Context manager for handler-scoped code¶
For a handler that makes multiple PHI-touching calls as the same acting user, the OBO context manager is ergonomic:
async def sync_patient_data(request, patient_id):
current_user.set(request.user)
async with client.on_behalf_of(request.user.medplum_membership_id):
patient = await client.read_resource("Patient", patient_id)
conditions = await client.search_resources(
"Condition", {"patient": patient_id}
)
observations = await client.search_resources(
"Observation", {"patient": patient_id}
)
Each of the three calls fires the hook once, each carrying the
acting membership in attempts[0].on_behalf_of. When the async
with block exits, the ambient OBO is cleared.
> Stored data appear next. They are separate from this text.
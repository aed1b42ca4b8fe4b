//! Directory creation.

use anyhow::{Context, Result};
use std::fs;
use std::path::Path;

/// Ensures a directory exists, creating it and all parent directories if necessary.
///
/// Returns an error if `path` exists but is not a directory.
pub fn ensure_dir(path: &Path) -> Result<()> {
    if !path.exists() {
        fs::create_dir_all(path).with_context(|| {
            format!(
                "Failed to create directory: {}\n\nCheck directory permissions and path validity",
                path.display()
            )
        })?;
    } else if !path.is_dir() {
        return Err(anyhow::anyhow!("Path exists but is not a directory: {}", path.display()));
    }
    Ok(())
}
Threaded / worker-pool code¶
Plain ThreadPoolExecutor.submit does not propagate
ContextVar state. If you set current_user.set(...) in the
caller and then submit a task to a raw thread pool, the hook
running inside that task will see the default current_user value,
not the caller’s.
Two safe patterns:
import asyncio
import contextvars
from concurrent.futures import ThreadPoolExecutor
# Option A: asyncio.to_thread — copies context automatically.
async def handler(request):
current_user.set(request.user)
await asyncio.to_thread(do_phi_work, request)
# Option B: contextvars.copy_context().run — manual propagation.
def submit_with_context(pool: ThreadPoolExecutor, fn, *args):
ctx = contextvars.copy_context()
return pool.submit(ctx.run, fn, *args)
If you do not want to rely on context propagation at all, pass
on_behalf_of= explicitly on every SDK call inside the threaded
work — the hook will still record it per attempt.
Hook failure semantics¶
Hook exceptions are caught and logged at WARNING under the
pymedplum.hooks logger. They never propagate to the caller. A
buggy audit logger will not cause patient reads to fail.
If you need dead-letter handling or hook-failure metrics, implement them inside the hook — the SDK does not provide a DLQ. A defensive template:
def record_phi_access(event: RequestEvent) -> None:
try:
phi_audit_log.info(
"phi_access", extra={"audit": event.to_phi_audit_dict()}
)
except Exception:
hook_failure_counter.increment()
raise
Retry visibility¶
A RequestEvent.attempts list with three entries — for example,
two 429 responses followed by a 200 — looks roughly like this
(illustrative shape):
# attempt 1: 429, 0.05s wall, OBO "ProjectMembership/abc"
# attempt 2: 429, 0.12s wall, OBO "ProjectMembership/abc"
# attempt 3: 200, 0.08s wall, OBO "ProjectMembership/abc"
Aggregate stats from the event:
total_wall = (event.ended_at - event.started_at).total_seconds()
retry_count = len(event.attempts) - 1
per_wire_seconds = sum(a.duration_seconds for a in event.attempts)
backoff_seconds = total_wall - per_wire_seconds
What the hook is NOT for¶
- Not a transport-tracing hook. Use OpenTelemetry for span emission.
- Not a request-mutation hook. Use
before_requestfor that. - Not a response-body-inspection hook. Do that in caller code around the SDK call — the hook never sees bodies.
Cross-reference: on_behalf_of¶
The event records the OBO membership as it was sent on the
wire per attempt, not a snapshot taken at hook time. If the
ambient OBO changes mid-flight (for example, a caller exits a
context manager between retries), each attempt in event.attempts
reflects what the SDK actually sent on that attempt.
See On-Behalf-Of for precedence rules and per-client isolation guarantees.